## About this task
Records follow. Select each line holding "TaskCategory".

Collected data
=== Begin Enclosure ===

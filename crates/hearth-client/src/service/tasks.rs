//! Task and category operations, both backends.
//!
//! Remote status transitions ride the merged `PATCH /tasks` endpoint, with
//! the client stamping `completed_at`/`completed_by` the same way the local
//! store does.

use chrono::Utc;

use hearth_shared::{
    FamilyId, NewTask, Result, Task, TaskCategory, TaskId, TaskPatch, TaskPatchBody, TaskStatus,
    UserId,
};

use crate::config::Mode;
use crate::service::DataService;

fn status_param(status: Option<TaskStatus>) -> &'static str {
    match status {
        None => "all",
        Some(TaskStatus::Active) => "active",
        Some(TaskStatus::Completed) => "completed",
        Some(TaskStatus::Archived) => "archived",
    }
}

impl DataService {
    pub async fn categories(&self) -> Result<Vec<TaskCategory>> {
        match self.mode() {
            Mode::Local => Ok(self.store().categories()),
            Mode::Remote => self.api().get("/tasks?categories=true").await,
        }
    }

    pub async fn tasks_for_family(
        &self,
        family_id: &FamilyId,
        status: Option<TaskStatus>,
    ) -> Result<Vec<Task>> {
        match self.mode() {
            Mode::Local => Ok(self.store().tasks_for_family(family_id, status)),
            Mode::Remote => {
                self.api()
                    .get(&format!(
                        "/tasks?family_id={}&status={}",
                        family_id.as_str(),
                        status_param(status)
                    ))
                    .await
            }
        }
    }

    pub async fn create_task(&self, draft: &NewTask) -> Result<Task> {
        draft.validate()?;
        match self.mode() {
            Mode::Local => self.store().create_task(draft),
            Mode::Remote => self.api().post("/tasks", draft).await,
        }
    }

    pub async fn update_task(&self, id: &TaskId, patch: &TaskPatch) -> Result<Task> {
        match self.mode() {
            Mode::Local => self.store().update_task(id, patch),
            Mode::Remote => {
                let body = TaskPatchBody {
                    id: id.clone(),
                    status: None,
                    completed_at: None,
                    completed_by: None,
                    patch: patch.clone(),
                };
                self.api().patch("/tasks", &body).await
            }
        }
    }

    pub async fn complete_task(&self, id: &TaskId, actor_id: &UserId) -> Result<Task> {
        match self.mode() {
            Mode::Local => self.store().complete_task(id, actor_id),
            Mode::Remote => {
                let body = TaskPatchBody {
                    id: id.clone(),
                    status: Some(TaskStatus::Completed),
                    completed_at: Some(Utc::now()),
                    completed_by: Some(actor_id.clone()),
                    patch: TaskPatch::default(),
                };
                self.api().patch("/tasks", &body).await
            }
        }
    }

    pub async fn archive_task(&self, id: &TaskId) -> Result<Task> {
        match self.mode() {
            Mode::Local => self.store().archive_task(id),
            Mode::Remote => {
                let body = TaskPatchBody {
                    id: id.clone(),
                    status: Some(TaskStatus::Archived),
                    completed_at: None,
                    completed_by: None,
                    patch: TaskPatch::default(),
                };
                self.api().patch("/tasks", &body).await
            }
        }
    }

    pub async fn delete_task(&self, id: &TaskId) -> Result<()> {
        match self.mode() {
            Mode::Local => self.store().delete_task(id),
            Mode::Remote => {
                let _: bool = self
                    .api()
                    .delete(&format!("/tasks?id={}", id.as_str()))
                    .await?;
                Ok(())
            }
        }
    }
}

=== End Enclosure ===
=== Begin Enclosure ===

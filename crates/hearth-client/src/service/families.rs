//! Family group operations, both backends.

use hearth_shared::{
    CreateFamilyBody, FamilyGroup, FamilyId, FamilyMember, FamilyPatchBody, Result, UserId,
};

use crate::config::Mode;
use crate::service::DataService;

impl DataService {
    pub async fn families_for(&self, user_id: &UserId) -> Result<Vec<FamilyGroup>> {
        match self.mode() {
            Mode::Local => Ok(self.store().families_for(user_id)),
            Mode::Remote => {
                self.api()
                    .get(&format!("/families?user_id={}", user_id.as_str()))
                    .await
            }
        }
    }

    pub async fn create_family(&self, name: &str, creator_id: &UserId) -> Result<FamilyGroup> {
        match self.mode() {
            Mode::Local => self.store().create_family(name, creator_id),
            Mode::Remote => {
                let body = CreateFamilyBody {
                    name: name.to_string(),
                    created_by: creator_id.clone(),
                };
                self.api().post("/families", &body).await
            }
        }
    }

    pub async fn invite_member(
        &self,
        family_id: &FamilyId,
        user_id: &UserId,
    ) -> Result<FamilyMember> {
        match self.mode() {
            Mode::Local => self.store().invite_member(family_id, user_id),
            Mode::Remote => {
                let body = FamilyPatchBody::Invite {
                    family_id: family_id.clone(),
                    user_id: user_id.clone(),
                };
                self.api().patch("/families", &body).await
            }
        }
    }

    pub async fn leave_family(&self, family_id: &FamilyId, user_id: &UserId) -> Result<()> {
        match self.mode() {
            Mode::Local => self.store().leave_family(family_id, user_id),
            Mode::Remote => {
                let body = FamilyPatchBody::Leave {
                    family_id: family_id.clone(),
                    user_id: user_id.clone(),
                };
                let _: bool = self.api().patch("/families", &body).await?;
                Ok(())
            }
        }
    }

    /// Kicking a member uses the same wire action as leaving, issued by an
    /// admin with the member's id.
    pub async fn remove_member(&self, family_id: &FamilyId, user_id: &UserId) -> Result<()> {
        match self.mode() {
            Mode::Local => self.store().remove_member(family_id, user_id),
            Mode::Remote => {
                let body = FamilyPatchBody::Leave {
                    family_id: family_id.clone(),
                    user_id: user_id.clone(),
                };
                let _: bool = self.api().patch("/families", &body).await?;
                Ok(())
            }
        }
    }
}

=== End Enclosure ===

## Answer space
    FamilyId, NewTask, Result, Task, TaskCategory, TaskId, TaskPatch, TaskPatchBody, TaskStatus,
    pub async fn categories(&self) -> Result<Vec<TaskCategory>> {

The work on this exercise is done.